--- Data provided Enclosed Below ---

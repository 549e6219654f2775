use serde::{Deserialize, Serialize};
use serde_json::Value;
use std::collections::BTreeMap;

/*
 * Flat index of per-file summaries keyed by relative path. Mirrors the `summaries`
 * payload stored on each file node so the final aggregation can walk summaries
 * without traversing the tree. A `BTreeMap` keeps serialization and aggregation
 * order deterministic.
 */
pub type SummaryStore = BTreeMap<String, Value>;

fn default_true() -> bool {
    true
}

fn default_unknown() -> String {
    "unknown".to_string()
}

fn default_code() -> String {
    "code".to_string()
}

/*
 * Returns true when a summary payload carries actual content. Null, empty strings,
 * empty objects and empty arrays all count as "no summary yet", which matches how
 * freshly scanned nodes are initialized (`{}`).
 */
pub fn summary_is_present(value: &Value) -> bool {
    match value {
        Value::Null => false,
        Value::String(s) => !s.trim().is_empty(),
        Value::Object(map) => !map.is_empty(),
        Value::Array(items) => !items.is_empty(),
        Value::Bool(_) | Value::Number(_) => true,
    }
}

/*
 * A node in the project tree. Directories own their children; files carry the
 * classification metadata produced at scan time plus the summarization state.
 * Serialized with a `"type"` tag (`"dir"` / `"file"`) so persisted documents stay
 * readable by other tools.
 */
#[derive(Debug, Clone, PartialEq, Serialize, Deserialize)]
#[serde(tag = "type")]
pub enum TreeNode {
    #[serde(rename = "dir")]
    Directory(DirectoryNode),
    #[serde(rename = "file")]
    File(FileEntry),
}

#[derive(Debug, Clone, PartialEq, Serialize, Deserialize)]
pub struct DirectoryNode {
    pub name: String,
    pub relative_path: String,
    #[serde(default)]
    pub children: Vec<TreeNode>,
}

/*
 * Metadata and summarization state for a single file.
 * `character_count` is `None` for binary files and for text files that could not be
 * decoded. `need_traverse` stays true until a summary has been written back.
 */
#[derive(Debug, Clone, PartialEq, Serialize, Deserialize)]
pub struct FileEntry {
    pub name: String,
    pub relative_path: String,
    #[serde(default = "default_unknown")]
    pub language: String,
    #[serde(default = "default_code")]
    pub category: String,
    #[serde(default = "default_true")]
    pub is_text: bool,
    #[serde(default)]
    pub character_count: Option<usize>,
    #[serde(default = "default_true")]
    pub need_traverse: bool,
    #[serde(default)]
    pub summaries: Value,
    #[serde(default, skip_serializing_if = "Option::is_none")]
    pub checksum: Option<String>,
}

impl FileEntry {
    pub fn new(name: String, relative_path: String) -> Self {
        FileEntry {
            name,
            relative_path,
            language: default_unknown(),
            category: default_code(),
            is_text: true,
            character_count: None,
            need_traverse: true,
            summaries: Value::Object(serde_json::Map::new()),
            checksum: None,
        }
    }

    /* A summary is present when it is neither null nor empty. */
    pub fn has_summary(&self) -> bool {
        summary_is_present(&self.summaries)
    }

    /*
     * Stores a summary on the node and marks it as no longer needing traversal.
     */
    pub fn mark_summarized(&mut self, summary: Value) {
        self.summaries = summary;
        self.need_traverse = false;
    }

    pub fn has_extension_in(&self, extensions: &[String]) -> bool {
        let lower_name = self.name.to_lowercase();
        extensions
            .iter()
            .any(|ext| !ext.is_empty() && lower_name.ends_with(&ext.to_lowercase()))
    }

    #[cfg(test)]
    pub fn new_test(relative_path: &str, character_count: usize) -> Self {
        let name = relative_path
            .rsplit('/')
            .next()
            .unwrap_or(relative_path)
            .to_string();
        let mut entry = FileEntry::new(name, relative_path.to_string());
        entry.character_count = Some(character_count);
        entry
    }
}

impl TreeNode {
    pub fn new_directory(name: String, relative_path: String, children: Vec<TreeNode>) -> Self {
        TreeNode::Directory(DirectoryNode {
            name,
            relative_path,
            children,
        })
    }

    pub fn name(&self) -> &str {
        match self {
            TreeNode::Directory(dir) => &dir.name,
            TreeNode::File(file) => &file.name,
        }
    }

    pub fn relative_path(&self) -> &str {
        match self {
            TreeNode::Directory(dir) => &dir.relative_path,
            TreeNode::File(file) => &file.relative_path,
        }
    }

    pub fn is_dir(&self) -> bool {
        matches!(self, TreeNode::Directory(_))
    }

    pub fn children(&self) -> &[TreeNode] {
        match self {
            TreeNode::Directory(dir) => &dir.children,
            TreeNode::File(_) => &[],
        }
    }

    /*
     * Visits every file node depth-first, in child order.
     */
    pub fn for_each_file<'a, F>(&'a self, visit: &mut F)
    where
        F: FnMut(&'a FileEntry),
    {
        match self {
            TreeNode::File(file) => visit(file),
            TreeNode::Directory(dir) => {
                for child in &dir.children {
                    child.for_each_file(visit);
                }
            }
        }
    }

    pub fn for_each_file_mut<F>(&mut self, visit: &mut F)
    where
        F: FnMut(&mut FileEntry),
    {
        match self {
            TreeNode::File(file) => visit(file),
            TreeNode::Directory(dir) => {
                for child in dir.children.iter_mut() {
                    child.for_each_file_mut(visit);
                }
            }
        }
    }

    /*
     * Depth-first search for the file node with the given relative path.
     */
    pub fn find_file(&self, relative_path: &str) -> Option<&FileEntry> {
        match self {
            TreeNode::File(file) if file.relative_path == relative_path => Some(file),
            TreeNode::File(_) => None,
            TreeNode::Directory(dir) => dir
                .children
                .iter()
                .find_map(|child| child.find_file(relative_path)),
        }
    }

    /*
     * Depth-first search for the file node with the given relative path.
     */
    pub fn find_file_mut(&mut self, relative_path: &str) -> Option<&mut FileEntry> {
        match self {
            TreeNode::File(file) => {
                if file.relative_path == relative_path {
                    Some(file)
                } else {
                    None
                }
            }
            TreeNode::Directory(dir) => dir
                .children
                .iter_mut()
                .find_map(|child| child.find_file_mut(relative_path)),
        }
    }

    /*
     * Relative paths of all files, in tree order.
     */
    pub fn file_paths(&self) -> Vec<String> {
        let mut paths = Vec::new();
        self.for_each_file(&mut |file| paths.push(file.relative_path.clone()));
        paths
    }
}

/*
 * The persisted project document. This is the JSON written after every batch and
 * read back on later runs: the tree, the flat summary index, and a project-level
 * traversal flag.
 */
#[derive(Debug, Clone, PartialEq, Serialize, Deserialize)]
pub struct ProjectDocument {
    pub project_name: String,
    pub structure: TreeNode,
    #[serde(default)]
    pub summaries: SummaryStore,
    #[serde(default = "default_true")]
    pub need_traverse: bool,
}

impl ProjectDocument {
    pub fn new(project_name: String, structure: TreeNode) -> Self {
        ProjectDocument {
            project_name,
            structure,
            summaries: SummaryStore::new(),
            need_traverse: true,
        }
    }
}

--- End of Enclosed Data provided ---

* _About this task_:
Write all the entries again precisely as they were given.

* _Your solution_:
repository 549e6219654f2775
use serde::{Deserialize, Serialize};
use serde_json::Value;
use std::collections::BTreeMap;

/*
 * Flat index of per-file summaries keyed by relative path. Mirrors the `summaries`
 * payload stored on each file node so the final aggregation can walk summaries
 * without traversing the tree. A `BTreeMap` keeps serialization and aggregation
 * order deterministic.
 */
pub type SummaryStore = BTreeMap<String, Value>;

fn default_true() -> bool {
    true
}

fn default_unknown() -> String {
    "unknown".to_string()
}

fn default_code() -> String {
    "code".to_string()
}

/*
 * Returns true when a summary payload carries actual content. Null, empty strings,
 * empty objects and empty arrays all count as "no summary yet", which matches how
 * freshly scanned nodes are initialized (`{}`).
 */
pub fn summary_is_present(value: &Value) -> bool {
    match value {
        Value::Null => false,
        Value::String(s) => !s.trim().is_empty(),
        Value::Object(map) => !map.is_empty(),
        Value::Array(items) => !items.is_empty(),
        Value::Bool(_) | Value::Number(_) => true,
    }
}

/*
 * A node in the project tree. Directories own their children; files carry the
 * classification metadata produced at scan time plus the summarization state.
 * Serialized with a `"type"` tag (`"dir"` / `"file"`) so persisted documents stay
 * readable by other tools.
 */
#[derive(Debug, Clone, PartialEq, Serialize, Deserialize)]
#[serde(tag = "type")]
pub enum TreeNode {
    #[serde(rename = "dir")]
    Directory(DirectoryNode),
    #[serde(rename = "file")]
    File(FileEntry),
}

#[derive(Debug, Clone, PartialEq, Serialize, Deserialize)]
pub struct DirectoryNode {
    pub name: String,
    pub relative_path: String,
    #[serde(default)]
    pub children: Vec<TreeNode>,
}

/*
 * Metadata and summarization state for a single file.
 * `character_count` is `None` for binary files and for text files that could not be
 * decoded. `need_traverse` stays true until a summary has been written back.
 */
#[derive(Debug, Clone, PartialEq, Serialize, Deserialize)]
pub struct FileEntry {
    pub name: String,
    pub relative_path: String,
    #[serde(default = "default_unknown")]
    pub language: String,
    #[serde(default = "default_code")]
    pub category: String,
    #[serde(default = "default_true")]
    pub is_text: bool,
    #[serde(default)]
    pub character_count: Option<usize>,
    #[serde(default = "default_true")]
    pub need_traverse: bool,
    #[serde(default)]
    pub summaries: Value,
    #[serde(default, skip_serializing_if = "Option::is_none")]
    pub checksum: Option<String>,
}

impl FileEntry {
    pub fn new(name: String, relative_path: String) -> Self {
        FileEntry {
            name,
            relative_path,
            language: default_unknown(),
            category: default_code(),
            is_text: true,
            character_count: None,
            need_traverse: true,
            summaries: Value::Object(serde_json::Map::new()),
            checksum: None,
        }
    }

    /* A summary is present when it is neither null nor empty. */
    pub fn has_summary(&self) -> bool {
        summary_is_present(&self.summaries)
    }

    /*
     * Stores a summary on the node and marks it as no longer needing traversal.
     */
    pub fn mark_summarized(&mut self, summary: Value) {
        self.summaries = summary;
        self.need_traverse = false;
    }

    pub fn has_extension_in(&self, extensions: &[String]) -> bool {
        let lower_name = self.name.to_lowercase();
        extensions
            .iter()
            .any(|ext| !ext.is_empty() && lower_name.ends_with(&ext.to_lowercase()))
    }

    #[cfg(test)]
    pub fn new_test(relative_path: &str, character_count: usize) -> Self {
        let name = relative_path
            .rsplit('/')
            .next()
            .unwrap_or(relative_path)
            .to_string();
        let mut entry = FileEntry::new(name, relative_path.to_string());
        entry.character_count = Some(character_count);
        entry
    }
}

impl TreeNode {
    pub fn new_directory(name: String, relative_path: String, children: Vec<TreeNode>) -> Self {
        TreeNode::Directory(DirectoryNode {
            name,
            relative_path,
            children,
        })
    }

    pub fn name(&self) -> &str {
        match self {
            TreeNode::Directory(dir) => &dir.name,
            TreeNode::File(file) => &file.name,
        }
    }

    pub fn relative_path(&self) -> &str {
        match self {
            TreeNode::Directory(dir) => &dir.relative_path,
            TreeNode::File(file) => &file.relative_path,
        }
    }

    pub fn is_dir(&self) -> bool {
        matches!(self, TreeNode::Directory(_))
    }

    pub fn children(&self) -> &[TreeNode] {
        match self {
            TreeNode::Directory(dir) => &dir.children,
            TreeNode::File(_) => &[],
        }
    }

    /*
     * Visits every file node depth-first, in child order.
     */
    pub fn for_each_file<'a, F>(&'a self, visit: &mut F)
    where
        F: FnMut(&'a FileEntry),
    {
        match self {
            TreeNode::File(file) => visit(file),
            TreeNode::Directory(dir) => {
                for child in &dir.children {
                    child.for_each_file(visit);
                }
            }
        }
    }

    pub fn for_each_file_mut<F>(&mut self, visit: &mut F)
    where
        F: FnMut(&mut FileEntry),
    {
        match self {
            TreeNode::File(file) => visit(file),
            TreeNode::Directory(dir) => {
                for child in dir.children.iter_mut() {
                    child.for_each_file_mut(visit);
                }
            }
        }
    }

    /*
     * Depth-first search for the file node with the given relative path.
     */
    pub fn find_file(&self, relative_path: &str) -> Option<&FileEntry> {
        match self {
            TreeNode::File(file) if file.relative_path == relative_path => Some(file),
            TreeNode::File(_) => None,
            TreeNode::Directory(dir) => dir
                .children
                .iter()
                .find_map(|child| child.find_file(relative_path)),
        }
    }

    /*
     * Depth-first search for the file node with the given relative path.
     */
    pub fn find_file_mut(&mut self, relative_path: &str) -> Option<&mut FileEntry> {
        match self {
            TreeNode::File(file) => {
                if file.relative_path == relative_path {
                    Some(file)
                } else {
                    None
                }
            }
            TreeNode::Directory(dir) => dir
                .children
                .iter_mut()
                .find_map(|child| child.find_file_mut(relative_path)),
        }
    }

    /*
     * Relative paths of all files, in tree order.
     */
    pub fn file_paths(&self) -> Vec<String> {
        let mut paths = Vec::new();
        self.for_each_file(&mut |file| paths.push(file.relative_path.clone()));
        paths
    }
}

/*
 * The persisted project document. This is the JSON written after every batch and
 * read back on later runs: the tree, the flat summary index, and a project-level
 * traversal flag.
 */
#[derive(Debug, Clone, PartialEq, Serialize, Deserialize)]
pub struct ProjectDocument {
    pub project_name: String,
    pub structure: TreeNode,
    #[serde(default)]
    pub summaries: SummaryStore,
    #[serde(default = "default_true")]
    pub need_traverse: bool,
}

impl ProjectDocument {
    pub fn new(project_name: String, structure: TreeNode) -> Self {
        ProjectDocument {
            project_name,
            structure,
            summaries: SummaryStore::new(),
            need_traverse: true,
        }
    }
}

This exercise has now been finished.